Aussie shares are lifting for a third day, with the ASX 200 up 0.38 per cent to 6,741.1 in what has been a messy week for local equities. The US market was a touch lower overnight in anticipation of details of a massive US government support package.

At 9am AEDT (one hour after US market close), news broke that Joe Biden intends to ask Congress to spend an additional US$1.9tn on an economic rescue plan. According to the Financial Times and Wall Street Journal this will include new direct payments to Americans, aid for state and local governments and more funding to deal with the coronavirus. Sadly, a record 4,327 people died in the US from the virus yesterday. This rescue plan follows the US$3 trillion package at the start of the pandemic and US$900bn in support passed last month.

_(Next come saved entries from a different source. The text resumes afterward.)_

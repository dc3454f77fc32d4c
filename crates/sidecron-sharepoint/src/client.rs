use std::sync::Arc;

use async_trait::async_trait;
use serde::Deserialize;
use serde_json::{json, Value};
use tracing::debug;

use sidecron_core::config::{SharepointConfig, GRAPH_ENDPOINT};
use sidecron_crontab::error::StoreError;
use sidecron_crontab::store::TableStore;

use crate::session::SharepointSession;

/// Graph workbook client scoped to one Sharepoint drive.
///
/// All methods address resources below
/// `/sites/{domain},{domain_id},{site_id}/drive/root:{root_path}`.
pub struct GraphClient {
    http: reqwest::Client,
    session: Arc<SharepointSession>,
    base_uri: String,
}

/// Body of a `tables/{name}/range` read.
#[derive(Debug, Deserialize)]
struct RangeBody {
    #[serde(default)]
    values: Vec<Vec<Value>>,
}

impl GraphClient {
    pub fn new(config: &SharepointConfig) -> Self {
        let http = reqwest::Client::new();
        let session = Arc::new(SharepointSession::new(http.clone(), config));
        Self::with_session(http, session, config)
    }

    /// Build a client around an existing session, so several clients (or the
    /// status annotator and the workflow) share one sign-in.
    pub fn with_session(
        http: reqwest::Client,
        session: Arc<SharepointSession>,
        config: &SharepointConfig,
    ) -> Self {
        let base_uri = format!(
            "{GRAPH_ENDPOINT}/sites/{},{},{}/drive/root:{}",
            config.domain, config.domain_id, config.site_id, config.root_path,
        );
        Self {
            http,
            session,
            base_uri,
        }
    }

    pub fn session(&self) -> Arc<SharepointSession> {
        self.session.clone()
    }

    fn table_uri(&self, workbook: &str, table: &str) -> String {
        format!("{}{workbook}:/workbook/tables/{table}", self.base_uri)
    }

    fn row_uri(&self, workbook: &str, table: &str, index: usize) -> String {
        format!(
            "{}/rows/itemAt(index={index})",
            self.table_uri(workbook, table)
        )
    }

    async fn send(
        &self,
        builder: reqwest::RequestBuilder,
        context: &str,
    ) -> Result<reqwest::Response, StoreError> {
        let token = self.session.access_token().await?;
        let resp = builder
            .bearer_auth(token)
            .header("Accept", "application/json")
            .send()
            .await
            .map_err(|e| StoreError::Transport(e.to_string()))?;

        let status = resp.status();
        if !status.is_success() {
            return Err(StoreError::Status {
                status: status.as_u16(),
                context: context.to_string(),
            });
        }
        Ok(resp)
    }
}

#[async_trait]
impl TableStore for GraphClient {
    async fn sign_in(&self) -> Result<(), StoreError> {
        self.session.access_token().await.map(|_| ())
    }

    async fn table_values(
        &self,
        workbook: &str,
        table: &str,
    ) -> Result<Vec<Vec<String>>, StoreError> {
        let url = format!("{}/range", self.table_uri(workbook, table));
        debug!(%url, "reading table range");

        let body: RangeBody = self
            .send(self.http.get(&url), "get table cells")
            .await?
            .json()
            .await
            .map_err(|e| StoreError::Transport(e.to_string()))?;

        Ok(body
            .values
            .iter()
            .map(|row| row.iter().map(cell_text).collect())
            .collect())
    }

    async fn append_rows(
        &self,
        workbook: &str,
        table: &str,
        rows: Vec<Vec<String>>,
    ) -> Result<(), StoreError> {
        let url = format!("{}/rows/add", self.table_uri(workbook, table));
        debug!(%url, count = rows.len(), "appending rows");

        self.send(
            self.http.post(&url).json(&json!({ "values": rows })),
            "append rows to table",
        )
        .await
        .map(|_| ())
    }

    async fn update_row(
        &self,
        workbook: &str,
        table: &str,
        index: usize,
        row: Vec<String>,
    ) -> Result<(), StoreError> {
        let url = self.row_uri(workbook, table, index);
        debug!(%url, "updating row");

        self.send(
            self.http.patch(&url).json(&json!({ "values": [row] })),
            "update row in table",
        )
        .await
        .map(|_| ())
    }

    async fn delete_row(
        &self,
        workbook: &str,
        table: &str,
        index: usize,
    ) -> Result<(), StoreError> {
        let url = self.row_uri(workbook, table, index);
        debug!(%url, "deleting row");

        self.send(self.http.delete(&url), "delete row in table")
            .await
            .map(|_| ())
    }
}

/// Workbook cells may come back as numbers or booleans; the crontab columns
/// are text, so everything else is rendered through its JSON form.
fn cell_text(value: &Value) -> String {
    match value {
        Value::String(s) => s.clone(),
        other => other.to_string(),
    }
}

#[cfg(test)]
mod tests {
    use super::*;

    fn config() -> SharepointConfig {
        SharepointConfig {
            authority: "https://login.microsoftonline.com/tenant".to_string(),
            client_id: "id".to_string(),
            client_secret: "secret".to_string(),
            domain: "example.sharepoint.com".to_string(),
            domain_id: "domain-id".to_string(),
            site_id: "site-id".to_string(),
            root_path: "/sites/acme/newsroom/en".to_string(),
        }
    }

    #[test]
    fn base_uri_addresses_drive_root() {
        let client = GraphClient::new(&config());
        assert_eq!(
            client.base_uri,
            "https://graph.microsoft.com/v1.0/sites/example.sharepoint.com,domain-id,site-id/drive/root:/sites/acme/newsroom/en"
        );
    }

    #[test]
    fn row_uri_uses_item_at_addressing() {
        let client = GraphClient::new(&config());
        let url = client.row_uri("/.helix/crontab.xlsx", "jobs", 3);
        assert_eq!(
            url,
            format!(
                "{}/.helix/crontab.xlsx:/workbook/tables/jobs/rows/itemAt(index=3)",
                client.base_uri
            )
        );
    }

    #[test]
    fn cell_text_keeps_strings_and_renders_scalars() {
        assert_eq!(cell_text(&Value::String("publish /a".to_string())), "publish /a");
        assert_eq!(cell_text(&json!(42)), "42");
        assert_eq!(cell_text(&json!(true)), "true");
    }

    #[test]
    fn range_body_tolerates_missing_values() {
        let body: RangeBody = serde_json::from_str(r#"{"address":"A1:B3"}"#).unwrap();
        assert!(body.values.is_empty());
    }
}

The local market is being held up by BHP, Afterpay (APT), the big banks and energy stocks.

Tyro (TYR) – which is down 11.8 per cent so far today – entered a temporary pause in trading at 11:49am AEDT ahead of a company announcement. TYR shares have slumped by 29 per cent so far this week after experiencing connectivity issues with a number of its EFTPOS terminals.

Afterpay (APT) has hit another record high this morning and is one of the main contributors to the market’s total gains. Worley (WOR) has been awarded a contract by Schering-Plough Animal Health for services to upgrade its animal vaccine plant in New Zealand. Under the contract, WOR will provide procurement and construction services over four years.

Both NSW and Victoria have recorded no new locally acquired cases in the past day. Shares in Qantas (QAN) are lifting by 2.5 per cent at midday.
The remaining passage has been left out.